- The Washington Times - Thursday, December 11, 2003

2004 will mark the 50th anniversary of the landmark Supreme Court decision that struck down segregation in America’s public education system. Since states were ordered to move with all deliberate speed, it spawned all manner of remedies and led some authorities in local and state government to say they never would budge — understandable signs of those times. Today, though, lawful segregation no longer is the issue, but America’s great divide remains as deep and as wide as it was in 1954.

In schools, Christmas break is now winter break, and Easter break is now spring break. School prayer is a no-no. Displays representing Christianity — whether creches and crosses, or scrolls of the Ten Commandments and the 23rd Psalm — are forbidden. And the Pledge of Allegiance? We profess to be one nation and indivisible, but under who’s authority?

We can’t put up a Christmas tree without offending or without someone yelling, “Separation of church and state.” Some Christians have even taken to asking, “Shouldn’t we have moss for Muhammad?”

We have taken Christ out of Christmas and taken to writing Christmas as Xmas.

The sanitized versions of holy days are slowing overwhelming the soul of America.

“Nothing gives me more pleasure than saying God bless to atheists,” a mentor of mine recently said.

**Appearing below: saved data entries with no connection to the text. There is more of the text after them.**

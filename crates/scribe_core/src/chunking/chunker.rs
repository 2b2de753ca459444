//! Chunk materialization with bitrate fallback.

use std::path::{Path, PathBuf};
use std::sync::Arc;

use super::plan::{
    build_plan, needs_chunking, preemptive_bitrate_kbps, should_reencode_first, target_chunk_secs,
};
use super::{ChunkingError, ChunkingResult};
use crate::media::commands::{self, Mp3Encode};
use crate::media::{run_to_file, StageContext, ToolError, ToolRunner};
use crate::models::{
    ChunkPlan, ChunkResult, ChunkSpec, ConstraintProfile, Degradation, MediaHandle, MediaKind, MIB,
};

const PREEMPTIVE_NAME: &str = "lower_bitrate.mp3";

/// Output of [`AdaptiveChunker::plan_and_materialize`].
#[derive(Debug, Clone)]
pub struct ChunkingOutput {
    /// One entry per planned chunk, in order. Chunks that could not be
    /// encoded have no handle.
    pub chunks: Vec<ChunkResult>,
    /// The plan, or `None` when the input was passed through.
    pub plan: Option<ChunkPlan>,
    pub warnings: Vec<Degradation>,
}

impl ChunkingOutput {
    pub fn materialized_count(&self) -> usize {
        self.chunks.iter().filter(|c| c.is_materialized()).count()
    }
}

/// Splits audio into chunks that satisfy a [`ConstraintProfile`].
pub struct AdaptiveChunker {
    runner: Arc<dyn ToolRunner>,
    sample_rate: u32,
    file_prefix: String,
}

impl AdaptiveChunker {
    pub fn new(runner: Arc<dyn ToolRunner>, sample_rate: u32) -> Self {
        Self {
            runner,
            sample_rate,
            file_prefix: "chunk".to_string(),
        }
    }

    /// Use a different file name prefix so several chunkers can share a
    /// work directory.
    pub fn with_prefix(mut self, prefix: impl Into<String>) -> Self {
        self.file_prefix = prefix.into();
        self
    }

    /// Decide whether `input` needs chunking and, if so, write the chunks
    /// into `work_dir`.
    ///
    /// Inputs within both ceilings come back unchanged as a single chunk.
    /// Fails with [`ChunkingError::NoChunks`] only when every planned chunk
    /// failed to encode.
    pub async fn plan_and_materialize(
        &self,
        input: &MediaHandle,
        profile: &ConstraintProfile,
        work_dir: &Path,
        ctx: StageContext<'_>,
    ) -> ChunkingResult<ChunkingOutput> {
        if !needs_chunking(input, profile) {
            ctx.logger.info(&format!(
                "{} is within limits ({:.2} MB, {}s), no chunking needed",
                input.file_name(),
                input.size_mb(),
                input.duration_secs
            ));
            return Ok(ChunkingOutput {
                chunks: vec![ChunkResult::passthrough(input.clone())],
                plan: None,
                warnings: Vec::new(),
            });
        }

        let mut warnings = Vec::new();
        let duration = input.duration_secs as f64;
        let mut source = input.clone();
        let mut target = target_chunk_secs(duration, source.size_bytes, profile);

        if should_reencode_first(target, duration) {
            let kbps = preemptive_bitrate_kbps(profile);
            ctx.logger.info(&format!(
                "Target chunk length {:.1}s is too short, re-encoding input at {}kbps first",
                target, kbps
            ));
            let output = work_dir.join(format!("{}_{}", self.file_prefix, PREEMPTIVE_NAME));
            let params = Mp3Encode::new(kbps, self.sample_rate);
            let invocation = commands::encode_mp3(&source.path, &output, &params);
            match run_to_file(self.runner.as_ref(), &invocation, ctx).await {
                Ok(size) => {
                    source = MediaHandle::new(&output, size, input.duration_secs, MediaKind::Audio);
                    target = target_chunk_secs(duration, size, profile);
                    warnings.push(Degradation::PreemptiveBitrate { kbps });
                }
                Err(ToolError::Cancelled) => return Err(ChunkingError::Cancelled),
                Err(e) => ctx.logger.warn(&format!("Pre-emptive re-encode failed: {}", e)),
            }
        }

        let plan = build_plan(duration, target, profile);
        ctx.logger.info(&format!(
            "Splitting {:.0}s into {} chunks of ~{:.1}s (limit {:.1} MB)",
            duration,
            plan.len(),
            plan.target_chunk_secs,
            profile.max_mb()
        ));

        let mut chunks = Vec::with_capacity(plan.len());
        for spec in &plan.chunks {
            let result = self
                .materialize(&source, spec, profile, work_dir, ctx, &mut warnings)
                .await?;
            chunks.push(result);
        }

        if source.path != input.path {
            let _ = tokio::fs::remove_file(&source.path).await;
        }

        let output = ChunkingOutput {
            chunks,
            plan: Some(plan),
            warnings,
        };
        if output.materialized_count() == 0 {
            return Err(ChunkingError::NoChunks {
                planned: output.chunks.len(),
            });
        }
        Ok(output)
    }

    /// Encode one chunk, walking down the bitrate ladder while it is too
    /// big. An oversized chunk is kept once the ladder runs out.
    async fn materialize(
        &self,
        source: &MediaHandle,
        spec: &ChunkSpec,
        profile: &ConstraintProfile,
        work_dir: &Path,
        ctx: StageContext<'_>,
        warnings: &mut Vec<Degradation>,
    ) -> ChunkingResult<ChunkResult> {
        let path = self.chunk_path(work_dir, spec.index, spec.bitrate_kbps);
        let mut size = match self.encode(source, spec, spec.bitrate_kbps, &path, ctx).await {
            Ok(size) => size,
            Err(ToolError::Cancelled) => return Err(ChunkingError::Cancelled),
            Err(e) => {
                ctx.logger.warn(&format!("Chunk {} failed to encode: {}", spec.index + 1, e));
                return Ok(ChunkResult::missing(spec));
            }
        };
        let mut kept = (path, spec.bitrate_kbps);

        if size > profile.max_bytes {
            for kbps in profile.ladder_below(spec.bitrate_kbps) {
                ctx.logger.info(&format!(
                    "Chunk {} is {:.2} MB, retrying at {}kbps",
                    spec.index + 1,
                    size as f64 / MIB as f64,
                    kbps
                ));
                let retry_path = self.chunk_path(work_dir, spec.index, kbps);
                match self.encode(source, spec, kbps, &retry_path, ctx).await {
                    Ok(retry_size) => {
                        let _ = tokio::fs::remove_file(&kept.0).await;
                        kept = (retry_path, kbps);
                        size = retry_size;
                        if size <= profile.max_bytes {
                            warnings.push(Degradation::ChunkBitrateReduced {
                                index: spec.index,
                                kbps,
                            });
                            break;
                        }
                    }
                    Err(ToolError::Cancelled) => return Err(ChunkingError::Cancelled),
                    Err(e) => ctx.logger.warn(&format!(
                        "Chunk {} re-encode at {}kbps failed: {}",
                        spec.index + 1,
                        kbps,
                        e
                    )),
                }
            }

            if size > profile.max_bytes {
                ctx.logger.warn(&format!(
                    "Chunk {} still exceeds the limit at {}kbps, keeping it",
                    spec.index + 1,
                    kept.1
                ));
                warnings.push(Degradation::ChunkOversized {
                    index: spec.index,
                    size_bytes: size,
                });
            }
        }

        let duration = spec.duration_secs().ceil() as u64;
        tracing::debug!(
            chunk = spec.index,
            start = spec.start_secs,
            end = spec.end_secs,
            size_bytes = size,
            kbps = kept.1,
            "Chunk materialized"
        );
        Ok(ChunkResult {
            index: spec.index,
            handle: Some(MediaHandle::new(kept.0, size, duration, MediaKind::Audio)),
            size_bytes: size,
            start_secs: spec.start_secs,
            bitrate_kbps: kept.1,
        })
    }

    async fn encode(
        &self,
        source: &MediaHandle,
        spec: &ChunkSpec,
        kbps: u32,
        output: &Path,
        ctx: StageContext<'_>,
    ) -> Result<u64, ToolError> {
        let params = Mp3Encode::new(kbps, self.sample_rate).range(spec.start_secs, spec.end_secs);
        let invocation = commands::encode_mp3(&source.path, output, &params);
        run_to_file(self.runner.as_ref(), &invocation, ctx).await
    }

    fn chunk_path(&self, work_dir: &Path, index: usize, kbps: u32) -> PathBuf {
        work_dir.join(format!("{}_{:03}_{}k.mp3", self.file_prefix, index, kbps))
    }
}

Give that man a hearty “Amen.”

But it’s not just atheists. Lots of people who say they are of one religion or another appear to have ulterior motives that are cultivating and sustaining this anti-Christian movement — a culture war, interesting enough, that polls just don’t seem to capture.

For example, a Gallup survey released a week ago said 61 percent of Americans consider religion “very important in their own lives” and that nearly two-thirds are a member of a church or synagogue. Also, respondents who identified themselves as Republicans were among the most spiritually inclined (67 percent), compared with Democrats (63 percent) and independents (54 percent).

Our houses of faith runneth over with worshipers. In Washington, there are far more Maryland and Virginia license plates on Sundays than there are legal parking spaces. D.C. officials have taken to reconfiguring the white lines on the black pavement just to accommodate those worshipers. Police simply ignore the illegally parked faithful flocks — a sign, perhaps, that even they understand that the worshipers are paying homage to higher authority rather than the gods of parking enforcement.

What does any of this have to with the 1954 Brown vs. Board of Education decision? Far more than you think. “Today, education is perhaps the most important function of state and local governments. Compulsory school attendance laws and the great expenditures for education both demonstrate our recognition of the importance of education to our democratic society. It is required in the performance of our most basic public responsibilities, even service in the armed forces. It is the very foundation of good citizenship. Today it is a principal instrument in awakening the child to cultural values, in preparing him for later professional training, and in helping him to adjust normally to his environment. In these days, it is doubtful that any child may reasonably be expected to succeed in life if he is denied the opportunity of an education. Such an opportunity, where the state has undertaken to provide it, is a right which must be made available to all on equal terms.”

Who’s talking? Thomas Jefferson, staunch champion of universal education? Martin Luther King Jr., dreamer of a utopian America? George W. Bush, espouser of education as the new civil right?

That was Chief Justice Earl Warren, on Brown.

Have we made any progress? Do parents have any more choices today than they did prior to Brown?

Education is still compulsory, but while blacks are no longer forced into racially segregated schools circa 1954, schools in many urban districts are still segregated. (New York City has even added a new twist, by segregating school children based on sexual proclivities.)

Irony of ironies is that the very people who applauded the Brown decision are the same ones who now stand united to condemn the grandchildren of Brown beneficiaries to schools that are as separate and unequal as those in 1954.

The Christian segregationists are now touting school choice, while the doubting Thomases are urging maintenance of the status quo, with poor and uneducated children as their secular pawns.

Conservatives in Congress know who is winning this battle over the soul of the republic — 50 years after the Brown decision. Instead of marching onward, as Christian soldiers do, they abandoned the school-choice bill and headed for home to celebrate Xmas.